(Records contained in a dataset)
--- --- ---
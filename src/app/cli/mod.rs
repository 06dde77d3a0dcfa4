//! CLI Adapter.

mod select;

use std::path::{Path, PathBuf};

use clap::{Parser, Subcommand};
use tracing_subscriber::EnvFilter;

use crate::app::commands::{OutputTarget, catalog, generate, inspect, restore, scan};
use crate::app::{DefaultContext, default_context};
use crate::domain::{AppError, SnapshotFormat, ToolCategory};

/// Environment variable holding a `tracing` filter directive.
const LOG_ENV: &str = "BASELINE_LOG";

#[derive(Parser)]
#[command(name = "baseline")]
#[command(version)]
#[command(
    about = "Generate macOS setup scripts from tool selections and machine snapshots",
    long_about = None
)]
struct Cli {
    /// Log diagnostic detail to stderr
    #[arg(short, long, global = true)]
    verbose: bool,
    /// Generator config file (defaults to ./baseline.toml when present)
    #[arg(long, global = true, value_name = "FILE")]
    config: Option<PathBuf>,
    #[command(subcommand)]
    command: Commands,
}

#[derive(Subcommand)]
enum Commands {
    /// Generate an installer script from a selection file
    #[clap(visible_alias = "g")]
    Generate {
        /// Selection file (JSON, or YAML by extension)
        selection: PathBuf,
        /// Output file, or - for stdout
        #[arg(short, long, value_name = "FILE")]
        output: Option<PathBuf>,
    },
    /// Generate an installer script from a scanned snapshot
    #[clap(visible_alias = "r")]
    Restore {
        /// Snapshot file, or - for stdin
        snapshot: PathBuf,
        /// Output file, or - for stdout
        #[arg(short, long, value_name = "FILE")]
        output: Option<PathBuf>,
        /// Fail on unreadable snapshots instead of restoring what remains
        #[arg(long)]
        strict: bool,
    },
    /// Write the script that scans a Mac into a snapshot
    #[clap(visible_alias = "sc")]
    Scan {
        /// Output file, or - for stdout
        #[arg(short, long, value_name = "FILE")]
        output: Option<PathBuf>,
    },
    /// Validate a snapshot and summarize what it would restore
    #[clap(visible_alias = "i")]
    Inspect {
        /// Snapshot file, or - for stdin
        snapshot: PathBuf,
    },
    /// List available tools
    #[clap(visible_alias = "ls")]
    Catalog {
        /// Only list one category (applications, package-managers, devops, cli-tools)
        #[arg(long, value_parser = parse_category)]
        category: Option<ToolCategory>,
        /// Show detailed info for a specific tool
        #[arg(long, value_name = "ID")]
        detail: Option<String>,
    },
    /// Build a selection file from catalog tools
    #[clap(visible_alias = "s")]
    Select {
        /// Tool id to include (repeatable); prompts when omitted
        #[arg(short, long = "tool", value_name = "ID")]
        tools: Vec<String>,
        /// Runtime version pin such as node=20 (repeatable)
        #[arg(long = "pin", value_name = "LANG=VERSION")]
        pins: Vec<String>,
        /// Selection file to write
        #[arg(short, long, value_name = "FILE")]
        output: Option<PathBuf>,
    },
}

fn parse_category(value: &str) -> Result<ToolCategory, String> {
    ToolCategory::from_name(value).ok_or_else(|| {
        let names: Vec<&str> = ToolCategory::ALL.iter().map(|c| c.as_str()).collect();
        format!("unknown category '{}' (expected one of: {})", value, names.join(", "))
    })
}

/// Entry point for the CLI.
pub fn run() {
    let cli = Cli::parse();
    init_logging(cli.verbose);

    let result = dispatch(cli.command, cli.config.as_deref());

    if let Err(e) = result {
        eprintln!("Error: {}", e);
        std::process::exit(1);
    }
}

fn init_logging(verbose: bool) {
    let fallback = if verbose { "baseline=debug" } else { "warn" };
    let filter = EnvFilter::try_from_env(LOG_ENV).unwrap_or_else(|_| EnvFilter::new(fallback));
    tracing_subscriber::fmt()
        .with_env_filter(filter)
        .with_writer(std::io::stderr)
        .without_time()
        .init();
}

fn dispatch(command: Commands, config: Option<&Path>) -> Result<(), AppError> {
    match command {
        Commands::Generate { selection, output } => {
            let ctx = default_context(config)?;
            run_generate(&ctx, &selection, output)
        }
        Commands::Restore { snapshot, output, strict } => {
            let ctx = default_context(config)?;
            run_restore(&ctx, &snapshot, output, strict)
        }
        Commands::Scan { output } => {
            let ctx = default_context(config)?;
            run_scan(&ctx, output)
        }
        Commands::Inspect { snapshot } => run_inspect(&snapshot),
        Commands::Catalog { category, detail } => {
            let ctx = default_context(config)?;
            run_catalog(&ctx, category, detail)
        }
        Commands::Select { tools, pins, output } => {
            let ctx = default_context(config)?;
            select::run_select(&ctx, tools, pins, output)
        }
    }
}

fn run_generate(
    ctx: &DefaultContext,
    selection: &Path,
    output: Option<PathBuf>,
) -> Result<(), AppError> {
    let target = OutputTarget::from_arg(output, generate::DEFAULT_OUTPUT);
    let outcome = generate::execute(ctx, selection, target)?;
    if outcome.output.is_stdout() {
        return Ok(());
    }

    println!(
        "✅ Generated {} ({} tool(s), {} custom script(s))",
        outcome.output, outcome.tools, outcome.custom_scripts
    );
    if !outcome.unknown_tools.is_empty() {
        println!("⚠️  Not in the catalog, using recorded commands:");
        for id in &outcome.unknown_tools {
            println!("  • {}", id);
        }
    }
    println!("  Run it with: bash {}", outcome.output);
    Ok(())
}

fn run_restore(
    ctx: &DefaultContext,
    snapshot: &Path,
    output: Option<PathBuf>,
    strict: bool,
) -> Result<(), AppError> {
    let target = OutputTarget::from_arg(output, restore::DEFAULT_OUTPUT);
    let options = restore::RestoreOptions { output: target, strict };
    let outcome = restore::execute(ctx, snapshot, options)?;
    if let Some(warning) = &outcome.warning {
        eprintln!("⚠️  {}", warning);
    }
    if outcome.output.is_stdout() {
        return Ok(());
    }

    let source = match outcome.format {
        SnapshotFormat::Json => outcome.hostname.clone(),
        SnapshotFormat::LegacyText => "legacy text scan".to_string(),
    };
    println!("✅ Generated {} from {}", outcome.output, source);
    println!("  {} formula(e), {} cask(s)", outcome.formulae, outcome.casks);
    Ok(())
}

fn run_scan(ctx: &DefaultContext, output: Option<PathBuf>) -> Result<(), AppError> {
    let target = OutputTarget::from_arg(output, scan::DEFAULT_OUTPUT);
    scan::execute(ctx, target.clone())?;
    if target.is_stdout() {
        return Ok(());
    }

    println!("✅ Generated {}", target);
    println!("  Run it on the source Mac: bash {}", target);
    println!("  It writes {} for `baseline restore`", crate::domain::generate::SNAPSHOT_FILE);
    Ok(())
}

fn run_inspect(snapshot: &Path) -> Result<(), AppError> {
    let report = inspect::execute(snapshot)?;

    match report.format {
        SnapshotFormat::Json => {
            println!("Host:      {}", report.hostname);
            println!("macOS:     {} ({})", report.os_version, report.arch);
            if let Some(scanned_at) = &report.scanned_at {
                println!("Scanned:   {}", scanned_at);
            }
        }
        SnapshotFormat::LegacyText => println!("Source:    legacy text scan"),
    }
    println!();
    let rows = [
        ("Homebrew taps", report.taps),
        ("Homebrew formulae", report.formulae),
        ("Homebrew casks", report.casks),
        ("Applications found", report.applications),
        ("VS Code extensions", report.vscode_extensions),
        ("Node.js packages", report.node_packages),
        ("Python packages", report.pip_packages),
        ("SSH key files", report.ssh_keys),
    ];
    for (label, count) in rows {
        println!("  {:<22} {}", label, count);
    }
    if !report.shell_configs.is_empty() {
        println!("  {:<22} {}", "Shell configs", report.shell_configs.join(", "));
    }
    Ok(())
}

fn run_catalog(
    ctx: &DefaultContext,
    category: Option<ToolCategory>,
    detail: Option<String>,
) -> Result<(), AppError> {
    if let Some(id) = detail {
        let tool = catalog::detail(ctx.catalog(), &id)?;
        println!("{} ({})", tool.name, tool.id);
        if !tool.description.is_empty() {
            println!("{}", tool.description);
        }
        println!("\nCategory: {}", tool.category.display_name());
        println!("Install:  {}", tool.install_command);
        if let Some(homepage) = &tool.homepage {
            println!("Homepage: {}", homepage);
        }
        return Ok(());
    }

    let tools = catalog::list(ctx.catalog(), category);
    for category in ToolCategory::ALL {
        let rows: Vec<_> = tools.iter().filter(|t| t.category == category).collect();
        if rows.is_empty() {
            continue;
        }
        println!("{}:", category.display_name());
        for tool in rows {
            let mark = if tool.dev_pick {
                " ★"
            } else if tool.popular {
                " •"
            } else {
                ""
            };
            println!("  {} - {}{}", tool.id, tool.description, mark);
        }
    }
    Ok(())
}
pub mod cli;
pub mod commands;
pub mod config;
mod context;

use std::path::Path;

use chrono::Local;

use crate::adapters::{EmbeddedToolCatalog, FilesystemScriptWriter, FilesystemSelectionStore};
use crate::domain::{AppError, ScriptGenerator};

pub use context::AppContext;

/// Context wired to the embedded catalog and the local filesystem.
pub type DefaultContext =
    AppContext<EmbeddedToolCatalog, FilesystemSelectionStore, FilesystemScriptWriter>;

/// Build the filesystem-backed context, stamping scripts with today's date.
pub fn default_context(config_path: Option<&Path>) -> Result<DefaultContext, AppError> {
    let cwd = std::env::current_dir()?;
    let config = config::load_generator_config(config_path, &cwd)?;
    let generator = ScriptGenerator::new(config).with_date(Local::now().date_naive());

    Ok(AppContext::new(
        EmbeddedToolCatalog::new()?,
        FilesystemSelectionStore::new(),
        FilesystemScriptWriter::new(),
        generator,
    ))
}
//! Restore command: installer script from scanned snapshot text.

use std::path::Path;

use tracing::{info, warn};

use super::{OutputTarget, emit, read_input};
use crate::app::AppContext;
use crate::domain::{AppError, SnapshotFormat, load_snapshot, snapshot_or_legacy};
use crate::ports::{ScriptWriter, SelectionStore, ToolCatalog};

/// Default restore script file name.
pub const DEFAULT_OUTPUT: &str = "baseline-setup.sh";

#[derive(Debug, Clone)]
pub struct RestoreOptions {
    pub output: OutputTarget,
    /// Fail on snapshot text that cannot be read instead of restoring what remains.
    pub strict: bool,
}

#[derive(Debug, Clone)]
pub struct RestoreOutcome {
    pub output: OutputTarget,
    pub format: SnapshotFormat,
    pub hostname: String,
    pub formulae: usize,
    pub casks: usize,
    /// Why the snapshot was only partly usable.
    pub warning: Option<String>,
}

pub fn execute<C, S, W>(
    ctx: &AppContext<C, S, W>,
    snapshot_path: &Path,
    options: RestoreOptions,
) -> Result<RestoreOutcome, AppError>
where
    C: ToolCatalog,
    S: SelectionStore,
    W: ScriptWriter,
{
    let raw = read_input(snapshot_path)?;

    let mut warning = None;
    let snapshot = match load_snapshot(&raw) {
        Ok(snapshot) => snapshot,
        Err(err) if options.strict => return Err(err.into()),
        Err(err) => {
            warn!(error = %err, "Snapshot is not fully readable; restoring what remains");
            warning = Some(err.to_string());
            snapshot_or_legacy(&raw)
        }
    };

    let script = ctx.generator().restore_script(&snapshot);
    emit(ctx.scripts(), &options.output, &script)?;
    info!(output = %options.output, format = ?snapshot.format, "Generated restore script");

    Ok(RestoreOutcome {
        output: options.output,
        format: snapshot.format,
        hostname: snapshot.meta.hostname.clone(),
        formulae: snapshot.formula_count(),
        casks: snapshot.cask_count(),
        warning,
    })
}
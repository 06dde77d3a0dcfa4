//! baseline: generate macOS setup scripts from tool selections and machine snapshots.
//!
//! The generators are pure: they return script text and never fail. Reading
//! files, the embedded catalog and the CLI live in [`app`] and [`adapters`].

pub mod adapters;
pub mod app;
pub mod domain;
pub mod ports;

#[cfg(test)]
pub(crate) mod testing;

pub use app::commands::OutputTarget;
pub use app::commands::catalog::ToolSummary;
pub use app::commands::inspect::SnapshotReport;
pub use domain::{
    AppError, CustomScript, CustomScriptKind, GeneratorConfig, Language, LanguageVersion,
    ParseError, ScriptGenerator, Selection, Snapshot, SnapshotFormat, Tool, ToolCategory, ToolId,
    ToolType, generate_install_script, generate_install_script_from_snapshot,
    generate_scan_script, load_snapshot, parse_snapshot, snapshot_or_legacy,
};
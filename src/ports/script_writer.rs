//! Script output port definition.

use std::path::Path;

use crate::domain::AppError;

/// Writes generated scripts.
pub trait ScriptWriter {
    /// Write `contents` to `path` as an executable file.
    fn write_script(&self, path: &Path, contents: &str) -> Result<(), AppError>;
}
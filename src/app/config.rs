//! Generator configuration loading.

use std::path::{Path, PathBuf};

use tracing::debug;

use crate::domain::{AppError, GeneratorConfig};

/// Configuration file picked up from the working directory.
pub const DEFAULT_CONFIG_FILE: &str = "baseline.toml";

/// Load configuration from `explicit`, else `<dir>/baseline.toml`, else defaults.
///
/// An explicit path must exist; the implicit one is optional.
pub fn load_generator_config(
    explicit: Option<&Path>,
    dir: &Path,
) -> Result<GeneratorConfig, AppError> {
    let path: PathBuf = match explicit {
        Some(path) => {
            if !path.is_file() {
                return Err(AppError::config_error(format!(
                    "Config file not found: {}",
                    path.display()
                )));
            }
            path.to_path_buf()
        }
        None => {
            let candidate = dir.join(DEFAULT_CONFIG_FILE);
            if !candidate.is_file() {
                debug!("No {} found, using defaults", DEFAULT_CONFIG_FILE);
                return Ok(GeneratorConfig::default());
            }
            candidate
        }
    };

    let content = std::fs::read_to_string(&path)?;
    let config = GeneratorConfig::parse(&content).map_err(|e| {
        AppError::config_error(format!("Invalid config {}: {}", path.display(), e))
    })?;
    debug!(path = %path.display(), "Loaded generator config");
    Ok(config)
}

#[cfg(test)]
mod tests {
    use super::*;
    use tempfile::tempdir;

    #[test]
    fn defaults_without_file() {
        let dir = tempdir().unwrap();
        let config = load_generator_config(None, dir.path()).unwrap();
        assert_eq!(config, GeneratorConfig::default());
    }

    #[test]
    fn picks_up_file_in_directory() {
        let dir = tempdir().unwrap();
        std::fs::write(dir.path().join(DEFAULT_CONFIG_FILE), "[shell]\nrc_file = \".bashrc\"\n")
            .unwrap();

        let config = load_generator_config(None, dir.path()).unwrap();
        assert_eq!(config.shell.rc_file.as_str(), ".bashrc");
    }

    #[test]
    fn explicit_missing_file_is_error() {
        let dir = tempdir().unwrap();
        let err = load_generator_config(Some(&dir.path().join("nope.toml")), dir.path())
            .unwrap_err();
        assert!(err.to_string().contains("Config file not found"));
    }

    #[test]
    fn invalid_file_names_path() {
        let dir = tempdir().unwrap();
        let path = dir.path().join("custom.toml");
        std::fs::write(&path, "[shell]\ncolour = true\n").unwrap();

        let err = load_generator_config(Some(&path), dir.path()).unwrap_err();
        assert!(err.to_string().contains("custom.toml"));
    }
}
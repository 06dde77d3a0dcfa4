//! Generator configuration loaded from `baseline.toml`.

use serde::{Deserialize, Serialize};

use crate::domain::AppError;
use crate::domain::script::{HomePath, RenderSettings};

/// Settings that shape generated scripts.
#[derive(Debug, Clone, Default, PartialEq, Eq, Serialize, Deserialize)]
#[serde(deny_unknown_fields)]
pub struct GeneratorConfig {
    #[serde(default)]
    pub shell: ShellConfig,
    #[serde(default)]
    pub script: ScriptConfig,
    #[serde(default)]
    pub filters: FilterConfig,
}

impl GeneratorConfig {
    /// Parse and validate configuration from TOML content.
    pub fn parse(content: &str) -> Result<Self, AppError> {
        let config: GeneratorConfig = toml::from_str(content)?;
        config.validate()?;
        Ok(config)
    }

    pub fn validate(&self) -> Result<(), AppError> {
        self.script.validate()
    }

    pub fn render_settings(&self) -> RenderSettings {
        RenderSettings {
            profile_file: self.shell.profile_file.clone(),
            log_file: self.script.log_file.clone(),
        }
    }
}

/// User shell files, relative to `$HOME`.
#[derive(Debug, Clone, PartialEq, Eq, Serialize, Deserialize)]
#[serde(deny_unknown_fields)]
pub struct ShellConfig {
    /// Receives dotfile custom scripts and is sourced in the next steps.
    #[serde(default = "default_rc_file")]
    pub rc_file: HomePath,
    /// Receives the Homebrew `shellenv` line.
    #[serde(default = "default_profile_file")]
    pub profile_file: HomePath,
}

impl Default for ShellConfig {
    fn default() -> Self {
        Self { rc_file: default_rc_file(), profile_file: default_profile_file() }
    }
}

fn default_rc_file() -> HomePath {
    HomePath::from_static(".zshrc")
}

fn default_profile_file() -> HomePath {
    HomePath::from_static(".zprofile")
}

#[derive(Debug, Clone, PartialEq, Eq, Serialize, Deserialize)]
#[serde(deny_unknown_fields)]
pub struct ScriptConfig {
    /// Where generated scripts send installer output.
    #[serde(default = "default_log_file")]
    pub log_file: String,
}

impl Default for ScriptConfig {
    fn default() -> Self {
        Self { log_file: default_log_file() }
    }
}

impl ScriptConfig {
    pub fn validate(&self) -> Result<(), AppError> {
        if self.log_file.trim().is_empty() {
            return Err(AppError::config_error("script.log_file must not be empty"));
        }
        if self.log_file.chars().any(char::is_control) {
            return Err(AppError::config_error("script.log_file must be a single line"));
        }
        Ok(())
    }
}

fn default_log_file() -> String {
    "/tmp/baseline.log".to_string()
}

/// Packages that ship with their runtime and are never reinstalled.
#[derive(Debug, Clone, PartialEq, Eq, Serialize, Deserialize)]
#[serde(deny_unknown_fields)]
pub struct FilterConfig {
    #[serde(default = "default_npm_exclude")]
    pub npm_exclude: Vec<String>,
    #[serde(default = "default_pip_exclude")]
    pub pip_exclude: Vec<String>,
}

impl Default for FilterConfig {
    fn default() -> Self {
        Self { npm_exclude: default_npm_exclude(), pip_exclude: default_pip_exclude() }
    }
}

fn default_npm_exclude() -> Vec<String> {
    vec!["npm".to_string(), "corepack".to_string()]
}

fn default_pip_exclude() -> Vec<String> {
    vec!["pip".to_string(), "setuptools".to_string(), "wheel".to_string()]
}
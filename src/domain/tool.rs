//! Installable tool domain model.

use std::fmt;

use serde::{Deserialize, Serialize};
use url::Url;

use crate::domain::AppError;
use crate::impl_validated_id;

/// A validated catalog tool identifier.
///
/// Guarantees:
/// - Non-empty
/// - Contains only alphanumeric characters, `-`, `_`, or `.`
/// - No path traversal components (/, \\, .., etc.)
#[derive(Debug, Clone, PartialEq, Eq, PartialOrd, Ord, Hash, Serialize, Deserialize)]
#[serde(try_from = "String", into = "String")]
pub struct ToolId(String);

impl_validated_id!(ToolId, true, AppError::InvalidToolId);

/// Catalog grouping, mirroring the configurator steps.
#[derive(Debug, Clone, Copy, PartialEq, Eq, PartialOrd, Ord, Hash, Serialize, Deserialize)]
#[serde(rename_all = "kebab-case")]
pub enum ToolCategory {
    Applications,
    PackageManagers,
    Devops,
    CliTools,
}

impl ToolCategory {
    pub const ALL: [ToolCategory; 4] = [
        ToolCategory::Applications,
        ToolCategory::PackageManagers,
        ToolCategory::Devops,
        ToolCategory::CliTools,
    ];

    pub fn as_str(self) -> &'static str {
        match self {
            ToolCategory::Applications => "applications",
            ToolCategory::PackageManagers => "package-managers",
            ToolCategory::Devops => "devops",
            ToolCategory::CliTools => "cli-tools",
        }
    }

    pub fn display_name(self) -> &'static str {
        match self {
            ToolCategory::Applications => "Applications",
            ToolCategory::PackageManagers => "Runtimes",
            ToolCategory::Devops => "Infrastructure",
            ToolCategory::CliTools => "CLI Tools",
        }
    }

    pub fn from_name(name: &str) -> Option<Self> {
        Self::ALL.into_iter().find(|c| c.as_str() == name)
    }
}

impl fmt::Display for ToolCategory {
    fn fmt(&self, f: &mut fmt::Formatter<'_>) -> fmt::Result {
        f.write_str(self.as_str())
    }
}

/// How a tool gets installed.
#[derive(Debug, Clone, Copy, PartialEq, Eq, PartialOrd, Ord, Hash, Serialize, Deserialize)]
#[serde(rename_all = "kebab-case")]
pub enum ToolType {
    /// Homebrew formula (command-line package).
    Brew,
    /// Homebrew cask (GUI application).
    BrewCask,
    /// Mac App Store app installed through `mas`.
    Mas,
    /// Global npm package.
    Npm,
    /// Caller-authored install command.
    Custom,
}

impl ToolType {
    /// Section order in generated scripts.
    pub const ALL: [ToolType; 5] =
        [ToolType::Brew, ToolType::BrewCask, ToolType::Mas, ToolType::Npm, ToolType::Custom];

    /// Canonical command prefix stripped to obtain the install target.
    fn command_prefix(self) -> Option<&'static str> {
        match self {
            ToolType::Brew => Some("brew install "),
            ToolType::BrewCask => Some("brew install --cask "),
            ToolType::Mas => Some("mas install "),
            ToolType::Npm => Some("npm install -g "),
            ToolType::Custom => None,
        }
    }
}

/// An immutable catalog entry.
#[derive(Debug, Clone, PartialEq, Eq, Serialize, Deserialize)]
#[serde(rename_all = "camelCase")]
pub struct Tool {
    pub id: ToolId,
    pub name: String,
    pub category: ToolCategory,
    #[serde(rename = "type")]
    pub tool_type: ToolType,
    pub install_command: String,
    #[serde(default)]
    pub description: String,
    #[serde(default, skip_serializing_if = "Option::is_none")]
    pub icon: Option<String>,
    #[serde(default, skip_serializing_if = "std::ops::Not::not")]
    pub popular: bool,
    #[serde(default, skip_serializing_if = "std::ops::Not::not")]
    pub dev_pick: bool,
    #[serde(default, alias = "url", skip_serializing_if = "Option::is_none")]
    pub homepage: Option<Url>,
}

impl Tool {
    /// Package, cask, app id or npm package this tool installs.
    ///
    /// Strips the canonical prefix for the tool type; when the command does not
    /// carry that prefix the whole trimmed command is the target.
    pub fn install_target(&self) -> &str {
        let command = self.install_command.trim();
        match self.tool_type.command_prefix() {
            Some(prefix) => command.strip_prefix(prefix).map(str::trim).unwrap_or(command),
            None => command,
        }
    }

    /// The install target when it is a single word. Commands with extra
    /// arguments, pipes or several packages have to run verbatim.
    pub fn canonical_target(&self) -> Option<&str> {
        self.tool_type.command_prefix()?;
        let target = self.install_target();
        (!target.is_empty() && !target.contains(char::is_whitespace)).then_some(target)
    }
}

#[cfg(test)]
pub(crate) mod fixtures {
    use super::*;

    pub(crate) fn tool(id: &str, name: &str, tool_type: ToolType, command: &str) -> Tool {
        Tool {
            id: ToolId::new(id).unwrap(),
            name: name.to_string(),
            category: ToolCategory::CliTools,
            tool_type,
            install_command: command.to_string(),
            description: String::new(),
            icon: None,
            popular: false,
            dev_pick: false,
            homepage: None,
        }
    }
}
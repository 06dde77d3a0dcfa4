mod script_writer;
mod selection_store;
mod tool_catalog;

pub use script_writer::ScriptWriter;
pub use selection_store::SelectionStore;
pub use tool_catalog::ToolCatalog;
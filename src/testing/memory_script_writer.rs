use std::collections::BTreeMap;
use std::path::{Path, PathBuf};
use std::sync::Mutex;

use crate::domain::AppError;
use crate::ports::ScriptWriter;

/// Captures written scripts by path.
#[derive(Default)]
pub struct MemoryScriptWriter {
    pub written: Mutex<BTreeMap<PathBuf, String>>,
}

#[allow(dead_code)]
impl MemoryScriptWriter {
    pub fn new() -> Self {
        Self::default()
    }

    pub fn get(&self, path: impl AsRef<Path>) -> Option<String> {
        self.written.lock().unwrap().get(path.as_ref()).cloned()
    }

    pub fn count(&self) -> usize {
        self.written.lock().unwrap().len()
    }
}

impl ScriptWriter for MemoryScriptWriter {
    fn write_script(&self, path: &Path, contents: &str) -> Result<(), AppError> {
        self.written.lock().unwrap().insert(path.to_path_buf(), contents.to_string());
        Ok(())
    }
}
--- --- ---
→ **Your objective**
Your answer should be one number: the count of lines in the records above that contain "dispatch".

→ **Answer section**
2